Tuesday, November 24, 2009

Feu

Fire




When they dwindle, when they burst. An inferno or just fading embers. Whether it's a slow start or a massive combustion. As much as I may say that it has died, it will always be there. Whether as the smallest spark of flame or blazing incandescence, it's always alive.

Oh, by the way, Nyx is better.

Thursday, November 19, 2009

Falloir

To Be Necessary




The latest musical obsession is "Wedding Dress" by Taeyang of Big Bang (solo album)

So next year's schedule is absolutely amazing and I am so excited but at the same time, I need to pass my probability and statistics course or else a lot of it falls apart (especially my major, psychology.)

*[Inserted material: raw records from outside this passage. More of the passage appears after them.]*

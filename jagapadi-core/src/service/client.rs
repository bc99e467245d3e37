//! HTTP client for the detection service API

use std::time::Duration;

use reqwest::header::{HeaderMap, HeaderValue, ACCEPT};
use reqwest::multipart::{Form, Part};
use serde::de::DeserializeOwned;

use crate::config::ServiceConfig;
use crate::error::{Error, Result};
use crate::types::StagedImage;

use super::wire::{ConnectRequest, HistoryEntry, MessageResponse, ServiceStatus, UploadResponse};

/// HTTP client for the detection service
pub struct ServiceClient {
    config: ServiceConfig,
    http_client: reqwest::Client,
    base_url: String,
}

impl ServiceClient {
    /// Create a new client from configuration
    ///
    /// Returns an error if the configuration is invalid.
    pub fn new(config: ServiceConfig) -> Result<Self> {
        config.validate()?;

        let base_url = config.base_url.trim().trim_end_matches('/').to_string();

        let mut headers = HeaderMap::new();
        headers.insert(ACCEPT, HeaderValue::from_static("application/json"));

        let http_client = reqwest::Client::builder()
            .timeout(Duration::from_secs(config.timeout_secs))
            .default_headers(headers)
            .build()
            .map_err(|e| Error::Config(format!("failed to create HTTP client: {}", e)))?;

        Ok(Self {
            config,
            http_client,
            base_url,
        })
    }

    /// Base URL requests are sent to
    pub fn base_url(&self) -> &str {
        &self.base_url
    }

    /// GET /api/status
    pub async fn status(&self) -> Result<ServiceStatus> {
        let response = self
            .http_client
            .get(self.url("/api/status"))
            .send()
            .await
            .map_err(request_failed)?;

        read_json(response).await
    }

    /// POST /api/connect
    ///
    /// Returns the service's confirmation message.
    pub async fn connect(&self, password: &str) -> Result<String> {
        let response = self
            .http_client
            .post(self.url("/api/connect"))
            .json(&ConnectRequest { password })
            .send()
            .await
            .map_err(request_failed)?;

        let body: MessageResponse = read_json(response).await?;
        match body.success {
            Some(true) => Ok(body.message),
            _ => Err(Error::Rejected(non_empty_or(
                body.message,
                "Connection rejected by server",
            ))),
        }
    }

    /// POST /api/disconnect
    pub async fn disconnect(&self) -> Result<String> {
        let response = self
            .http_client
            .post(self.url("/api/disconnect"))
            .send()
            .await
            .map_err(request_failed)?;

        let body: MessageResponse = read_json(response).await?;
        Ok(non_empty_or(body.message, "Disconnected from server"))
    }

    /// POST /api/upload
    ///
    /// A response with `success: false` is returned as [`Error::Rejected`].
    pub async fn upload(&self, image: &StagedImage) -> Result<UploadResponse> {
        let part = Part::bytes(image.bytes.clone())
            .file_name(image.filename.clone())
            .mime_str(&image.mime_type)
            .map_err(|e| Error::Decode(format!("invalid mime type {}: {}", image.mime_type, e)))?;
        let form = Form::new().part("file", part);

        let response = self
            .http_client
            .post(self.url("/api/upload"))
            .multipart(form)
            .send()
            .await
            .map_err(request_failed)?;

        let body: UploadResponse = read_json(response).await?;
        if body.success {
            Ok(body)
        } else {
            Err(Error::Rejected(non_empty_or(
                body.message,
                "Failed to analyze image",
            )))
        }
    }

    /// GET /api/history, retrying transient failures
    pub async fn history(&self) -> Result<Vec<HistoryEntry>> {
        let mut last_error = None;
        let mut delay = Duration::from_millis(500);

        for attempt in 0..=self.config.max_retries {
            if attempt > 0 {
                tracing::debug!(
                    "Retrying history fetch (attempt {}/{}), waiting {:?}",
                    attempt + 1,
                    self.config.max_retries + 1,
                    delay
                );
                tokio::time::sleep(delay).await;
                delay = std::cmp::min(delay * 2, Duration::from_secs(10));
            }

            match self.fetch_history().await {
                Ok(entries) => return Ok(entries),
                Err(e) if is_retryable_error(&e) => {
                    tracing::warn!("Transient error fetching history: {}", e);
                    last_error = Some(e);
                }
                Err(e) => return Err(e),
            }
        }

        Err(last_error.unwrap_or_else(|| Error::Transport("max retries exceeded".to_string())))
    }

    async fn fetch_history(&self) -> Result<Vec<HistoryEntry>> {
        let response = self
            .http_client
            .get(self.url("/api/history"))
            .send()
            .await
            .map_err(request_failed)?;

        read_json(response).await
    }

    /// POST /api/clear-history
    pub async fn clear_history(&self) -> Result<String> {
        let response = self
            .http_client
            .post(self.url("/api/clear-history"))
            .send()
            .await
            .map_err(request_failed)?;

        let body: MessageResponse = read_json(response).await?;
        match body.success {
            Some(false) => Err(Error::Rejected(non_empty_or(
                body.message,
                "Failed to clear history",
            ))),
            _ => Ok(non_empty_or(body.message, "History cleared")),
        }
    }

    fn url(&self, path: &str) -> String {
        format!("{}{}", self.base_url, path)
    }
}

fn request_failed(e: reqwest::Error) -> Error {
    Error::Transport(format!("HTTP request failed: {}", e))
}

/// Decode a JSON body, turning non-2xx statuses into errors.
///
/// A non-2xx response that still carries a `message` surfaces that message as
/// [`Error::Rejected`].
async fn read_json<T: DeserializeOwned>(response: reqwest::Response) -> Result<T> {
    let status = response.status();

    if status.is_success() {
        return response
            .json()
            .await
            .map_err(|e| Error::Transport(format!("failed to parse response: {}", e)));
    }

    let error_text = response
        .text()
        .await
        .unwrap_or_else(|_| "unknown".to_string());

    if status.is_client_error() {
        if let Ok(body) = serde_json::from_str::<MessageResponse>(&error_text) {
            if !body.message.is_empty() {
                return Err(Error::Rejected(body.message));
            }
        }
    }

    Err(Error::Transport(format!(
        "API error ({}): {}",
        status, error_text
    )))
}

fn non_empty_or(message: String, fallback: &str) -> String {
    if message.trim().is_empty() {
        fallback.to_string()
    } else {
        message
    }
}

/// Check if an error is retryable (transient)
fn is_retryable_error(error: &Error) -> bool {
    match error {
        Error::Transport(msg) => {
            msg.starts_with("HTTP request failed") || msg.starts_with("API error (5")
        }
        _ => false,
    }
}

#[cfg(test)]
mod tests {
    use super::*;

    #[test]
    fn test_client_requires_valid_config() {
        let config = ServiceConfig::with_base_url("not a url");
        assert!(ServiceClient::new(config).is_err());
    }

    #[test]
    fn test_client_trims_base_url() {
        let client = ServiceClient::new(ServiceConfig::with_base_url("http://localhost:5000/")).unwrap();
        assert_eq!(client.base_url(), "http://localhost:5000");
        assert_eq!(client.url("/api/status"), "http://localhost:5000/api/status");
    }

    #[test]
    fn test_is_retryable_error() {
        assert!(is_retryable_error(&Error::Transport(
            "API error (503 Service Unavailable): busy".to_string()
        )));
        assert!(is_retryable_error(&Error::Transport(
            "HTTP request failed: operation timed out".to_string()
        )));
        assert!(!is_retryable_error(&Error::Transport(
            "API error (404 Not Found): missing".to_string()
        )));
        assert!(!is_retryable_error(&Error::Transport(
            "failed to parse response: expected value".to_string()
        )));
        assert!(!is_retryable_error(&Error::Rejected("nope".to_string())));
    }

    #[test]
    fn test_non_empty_or() {
        assert_eq!(non_empty_or("  ".to_string(), "fallback"), "fallback");
        assert_eq!(non_empty_or("ok".to_string(), "fallback"), "ok");
    }
}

I'm having a lot of doubts and conflicts as well as self-loathing (surprise surprise.) I stayed up all night again, getting pretty much no work done. I know no one will be pleased with this semester's final grades, but whatever gets me by, right? I mean, I should do all that I can but at the same time I have no one to blame for all my shortcomings but myself and that more than anything hurts like a stab wound in the stomach. I just can't get rid of these stupid feelings and thoughts nor can I separate out the things I need to. I feel like my shell is caving in, and it really couldn't have chosen a worse time.

I need to buckle down and get all this shit together, or I am fucked.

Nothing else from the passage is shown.